A modest home and a big dream
Harsh lives with his parents, grandmother and two younger brothers in a two-room chawl. His father, Santosh Gupta, runs a roadside panipuri cart that covers basic bills but little more. Money for coaching and tests often came from small loans and emptied savings jars.
Health kept getting in the way
Class 11 was a disaster. Harsh failed because recurring rectal prolapse forced him to miss exams and spend days in hospital beds. The condition still flares up, but treatment and strict routines now keep it under control.
Learning about IIT after Class 10
Unlike many aspirants who target the exam from middle school, Harsh first heard the term “IIT” during the Covid lockdown. A teacher showed him videos about engineering campuses. Curiosity turned into a plan.
Kota, second chances and long hours
With his family’s backing, Harsh moved to Kota and joined Motion Education. Hostel walls and coaching timetables replaced home comforts. He studied up to twelve hours a day, cleared Class 12, and posted a 98.9 percentile in JEE Main.
His first shot at JEE Advanced fell short. He took a gap year, tried again, and secured an all-India rank near sixteen thousand, enough for IIT Roorkee.
Keeping critics at arm’s length
Relatives and classmates once joked that a street-food vendor’s son could never reach an IIT. Harsh stopped listening. He says the real pressure came only from himself and the thought of his father pushing that cart until midnight.
A message for other students
“Do not let a single failure write your story,” he told reporters after the results.

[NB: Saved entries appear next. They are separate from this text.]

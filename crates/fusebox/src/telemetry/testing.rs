// Copyright (c) Microsoft Corporation.
// Licensed under the MIT License.

//! Test helpers for asserting on emitted metrics and log events.

use std::io::Write;
use std::sync::{Arc, Mutex};

use opentelemetry::KeyValue;
use opentelemetry_sdk::metrics::data::{AggregatedMetrics, Metric, MetricData, ResourceMetrics, ScopeMetrics};
use opentelemetry_sdk::metrics::{InMemoryMetricExporter, SdkMeterProvider};
use tracing_subscriber::Layer;
use tracing_subscriber::fmt::MakeWriter;
use tracing_subscriber::layer::Context;

/// Collects metrics through an in-memory exporter.
#[derive(Debug)]
pub(crate) struct MetricTester {
    exporter: InMemoryMetricExporter,
    provider: SdkMeterProvider,
}

impl MetricTester {
    #[must_use]
    pub fn new() -> Self {
        let exporter = InMemoryMetricExporter::default();

        Self {
            provider: SdkMeterProvider::builder().with_periodic_exporter(exporter.clone()).build(),
            exporter,
        }
    }

    #[must_use]
    pub fn meter_provider(&self) -> &SdkMeterProvider {
        &self.provider
    }

    /// Flushes the provider and returns the attributes of every exported data point.
    #[must_use]
    pub fn collect_attributes(&self) -> Vec<KeyValue> {
        self.provider.force_flush().unwrap();

        self.exporter
            .get_finished_metrics()
            .unwrap()
            .iter()
            .flat_map(ResourceMetrics::scope_metrics)
            .flat_map(ScopeMetrics::metrics)
            .flat_map(u64_attributes)
            .collect()
    }

    pub fn assert_attributes_contain(&self, key_values: &[KeyValue]) {
        let attributes = self.collect_attributes();

        for attr in key_values {
            assert!(
                attributes.contains(attr),
                "attribute {attr:?} not found in collected attributes: {attributes:?}"
            );
        }
    }
}

// The circuit event counter is the only instrument, and it is a `u64` sum.
fn u64_attributes(metric: &Metric) -> Vec<KeyValue> {
    match metric.data() {
        AggregatedMetrics::U64(MetricData::Sum(sum)) => sum.data_points().flat_map(|point| point.attributes().cloned()).collect(),
        _ => Vec::new(),
    }
}

/// Captures formatted `tracing` output into a shared buffer, along with the name of every event.
///
/// Install it for the current thread with
/// `tracing::subscriber::set_default(capture.subscriber())`.
#[derive(Debug, Clone, Default)]
pub(crate) struct LogCapture {
    buffer: Arc<Mutex<Vec<u8>>>,
    event_names: Arc<Mutex<Vec<&'static str>>>,
}

impl LogCapture {
    #[must_use]
    pub fn new() -> Self {
        Self::default()
    }

    #[must_use]
    pub fn output(&self) -> String {
        String::from_utf8_lossy(&self.buffer.lock().unwrap()).to_string()
    }

    pub fn assert_contains(&self, expected: &str) {
        let output = self.output();
        assert!(
            output.contains(expected),
            "log output does not contain '{expected}', got:\n{output}"
        );
    }

    /// Names of the captured events, in emission order.
    #[must_use]
    pub fn event_names(&self) -> Vec<&'static str> {
        self.event_names.lock().unwrap().clone()
    }

    pub fn assert_event(&self, name: &str) {
        let names = self.event_names();
        assert!(names.iter().any(|emitted| *emitted == name), "event '{name}' was not emitted, got: {names:?}");
    }

    #[must_use]
    pub fn subscriber(&self) -> impl tracing::Subscriber {
        use tracing_subscriber::layer::SubscriberExt;

        tracing_subscriber::registry()
            .with(tracing_subscriber::fmt::layer().with_writer(self.clone()).with_ansi(false))
            .with(EventNameRecorder {
                names: Arc::clone(&self.event_names),
            })
    }
}

impl<'a> MakeWriter<'a> for LogCapture {
    type Writer = LogCaptureWriter;

    fn make_writer(&'a self) -> Self::Writer {
        LogCaptureWriter {
            buffer: Arc::clone(&self.buffer),
        }
    }
}

pub(crate) struct LogCaptureWriter {
    buffer: Arc<Mutex<Vec<u8>>>,
}

impl Write for LogCaptureWriter {
    fn write(&mut self, buf: &[u8]) -> std::io::Result<usize> {
        self.buffer.lock().unwrap().extend_from_slice(buf);
        Ok(buf.len())
    }

    fn flush(&mut self) -> std::io::Result<()> {
        Ok(())
    }
}

/// Records `event.metadata().name()`, which the fmt layer does not render.
struct EventNameRecorder {
    names: Arc<Mutex<Vec<&'static str>>>,
}

impl<S: tracing::Subscriber> Layer<S> for EventNameRecorder {
    fn on_event(&self, event: &tracing::Event<'_>, _ctx: Context<'_, S>) {
        self.names.lock().unwrap().push(event.metadata().name());
    }
}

“Get help, rest if you are sick, then start again.” He adds that low-cost online lectures and public libraries filled many gaps when money for extra material ran out.
What happens next
Harsh has been allotted geotechnical engineering but hopes to slide into geophysical engineering in a later round. Long term he wants to sit for the civil-services exam and work on infrastructure projects in small towns like his own. For now the family is planning the long train ride to Roorkee and saving for a basic laptop. “I will keep the cart going,” Santosh Gupta said, “but my son will not push it.” Harsh’s journey is a reminder that steady effort can outlast illness, poverty and even an early failure stamp on a report card. The road was built one small step at a time, and it leads straight into an IIT classroom this August.